An IL-4Rα Allelic Variant, I50, Acts as a Gain-of-Function Variant Relative to V50 for Stat6, But Not Th2 Differentiation

Abstract

Signaling through the IL-4R α-chain (IL-4Rα) is crucial for the development of Th2 cells, central effectors in atopic disease. Alleles of the IL-4Rα have been identified that have been variably associated with increased incidence of allergic disease, but there is little direct evidence that any variant is sufficient to alter a target that determines allergic pathophysiology or susceptibility. Variants of IL-4Rα encoding isoleucine instead of valine at position 50 (I50 vs V50, respectively) can signal increased Stat6-dependent transcriptional activity, whether in an I50, Q551 or I50, R551 haplotype.
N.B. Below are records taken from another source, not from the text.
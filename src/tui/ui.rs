//! Stateless UI rendering for the game and its history.

use ratatui::{
    Frame,
    layout::{Alignment, Constraint, Direction, Layout, Rect},
    style::{Color, Modifier, Style},
    text::{Line, Span},
    widgets::{Block, Borders, List, ListItem, ListState, Paragraph},
};
use rewind_tictactoe::{BoardState, CellAnnotation, Player, Position, Square};

use super::app::{App, Focus};
use crate::presenter::status_line;

/// Renders the whole screen.
pub fn draw(frame: &mut Frame, app: &App) {
    let chunks = Layout::default()
        .direction(Direction::Vertical)
        .constraints([
            Constraint::Length(3), // Title
            Constraint::Min(12),   // Board and history
            Constraint::Length(3), // Status
            Constraint::Length(1), // Help
        ])
        .split(frame.area());

    let title = Paragraph::new("Strictly Rewind - Tic Tac Toe")
        .style(Style::default().fg(Color::Cyan).add_modifier(Modifier::BOLD))
        .alignment(Alignment::Center)
        .block(Block::default().borders(Borders::ALL));
    frame.render_widget(title, chunks[0]);

    let body = Layout::default()
        .direction(Direction::Horizontal)
        .constraints([Constraint::Percentage(55), Constraint::Percentage(45)])
        .split(chunks[1]);

    let state = app.game().current_state();
    let board_cursor = (app.focus() == Focus::Board).then_some(app.board_cursor());
    draw_board(frame, body[0], state, board_cursor);
    draw_history(frame, body[1], app);

    let status = match app.notice() {
        Some(notice) => format!("{} ({})", status_line(state), notice),
        None => status_line(state),
    };
    let status_text = Paragraph::new(status)
        .style(Style::default().fg(Color::Yellow))
        .alignment(Alignment::Center)
        .block(Block::default().borders(Borders::ALL));
    frame.render_widget(status_text, chunks[2]);

    let help = Paragraph::new(
        "Arrows: move | Enter/1-9: play | Tab: history | s: sort | r: restart | q: quit",
    )
    .style(Style::default().fg(Color::DarkGray))
    .alignment(Alignment::Center);
    frame.render_widget(help, chunks[3]);
}

fn draw_board(frame: &mut Frame, area: Rect, state: &BoardState, cursor: Option<Position>) {
    let block = Block::default().borders(Borders::ALL).title("Board");
    let inner = block.inner(area);
    frame.render_widget(block, area);

    let board_area = center_rect(inner, 32, 5);
    let rows = Layout::default()
        .direction(Direction::Vertical)
        .constraints([
            Constraint::Length(1),
            Constraint::Length(1),
            Constraint::Length(1),
            Constraint::Length(1),
            Constraint::Length(1),
        ])
        .split(board_area);

    for row in 0..3 {
        draw_row(frame, rows[row * 2], state, cursor, row);
        if row < 2 {
            let sep = Paragraph::new("──────────┼──────────┼──────────")
                .style(Style::default().fg(Color::DarkGray));
            frame.render_widget(sep, rows[row * 2 + 1]);
        }
    }
}

fn draw_row(frame: &mut Frame, area: Rect, state: &BoardState, cursor: Option<Position>, row: usize) {
    let cols = Layout::default()
        .direction(Direction::Horizontal)
        .constraints([
            Constraint::Length(10),
            Constraint::Length(1),
            Constraint::Length(10),
            Constraint::Length(1),
            Constraint::Length(10),
        ])
        .split(area);

    for col in 0..3 {
        if let Some(pos) = Position::from_row_col(row, col) {
            draw_cell(frame, cols[col * 2], state, cursor, pos);
        }
        if col < 2 {
            let sep = Paragraph::new("│").style(Style::default().fg(Color::DarkGray));
            frame.render_widget(sep, cols[col * 2 + 1]);
        }
    }
}

fn draw_cell(frame: &mut Frame, area: Rect, state: &BoardState, cursor: Option<Position>, pos: Position) {
    let (symbol, mut style) = match state.board().get(pos) {
        Square::Empty => (" ", Style::default().fg(Color::DarkGray)),
        Square::Occupied(Player::X) => ("X", Style::default().fg(Color::Blue).add_modifier(Modifier::BOLD)),
        Square::Occupied(Player::O) => ("O", Style::default().fg(Color::Red).add_modifier(Modifier::BOLD)),
    };

    style = match state.annotation(pos) {
        CellAnnotation::WinningLine => style.bg(Color::Green),
        CellAnnotation::JustSelected => style.add_modifier(Modifier::UNDERLINED),
        CellAnnotation::Unselected => style,
    };
    if cursor == Some(pos) {
        style = style.bg(Color::White).fg(Color::Black);
    }

    let paragraph = Paragraph::new(Line::from(Span::styled(format!(" {} ", symbol), style)))
        .alignment(Alignment::Center);
    frame.render_widget(paragraph, area);
}

fn draw_history(frame: &mut Frame, area: Rect, app: &App) {
    let items: Vec<ListItem> = app
        .entries()
        .into_iter()
        .map(|entry| {
            let style = if *entry.is_current() {
                Style::default().add_modifier(Modifier::BOLD)
            } else {
                Style::default()
            };
            let mut lines = vec![Line::from(Span::styled(entry.label().clone(), style))];
            if let Some(description) = entry.description() {
                lines.push(Line::from(Span::styled(
                    format!("  {}", description),
                    style.fg(Color::DarkGray),
                )));
            }
            ListItem::new(lines)
        })
        .collect();

    let title = format!("History ({})", app.sort_order().label());
    let list = List::new(items)
        .block(Block::default().borders(Borders::ALL).title(title))
        .highlight_style(Style::default().fg(Color::Yellow).add_modifier(Modifier::BOLD))
        .highlight_symbol("> ");

    let mut list_state = ListState::default();
    if app.focus() == Focus::History {
        list_state.select(Some(app.selected_row()));
    }
    frame.render_stateful_widget(list, area, &mut list_state);
}

fn center_rect(area: Rect, width: u16, height: u16) -> Rect {
    let vert = Layout::default()
        .direction(Direction::Vertical)
        .constraints([
            Constraint::Length((area.height.saturating_sub(height)) / 2),
            Constraint::Length(height),
            Constraint::Length((area.height.saturating_sub(height)) / 2),
        ])
        .split(area);

    Layout::default()
        .direction(Direction::Horizontal)
        .constraints([
            Constraint::Length((area.width.saturating_sub(width)) / 2),
            Constraint::Length(width),
            Constraint::Length((area.width.saturating_sub(width)) / 2),
        ])
        .split(vert[1])[1]
}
Strikingly, signaling through these receptors did not increase the efficiency of Th2 development or the IL-4 mediated repression of Th1 development or a target gene, IL-18Rα. Further, IL-4-induced proliferation was similar for Th2 cells independent of the variant expressed. Together these findings indicate that IL-4Rα variants that exhibit gain-of-function with respect to Stat6 do not act directly through alterations in Th2/Th1 induction after Ag exposure. The data further suggest that for such variants, any mechanistic involvement is based on a role in cellular targets of Th2 cytokines.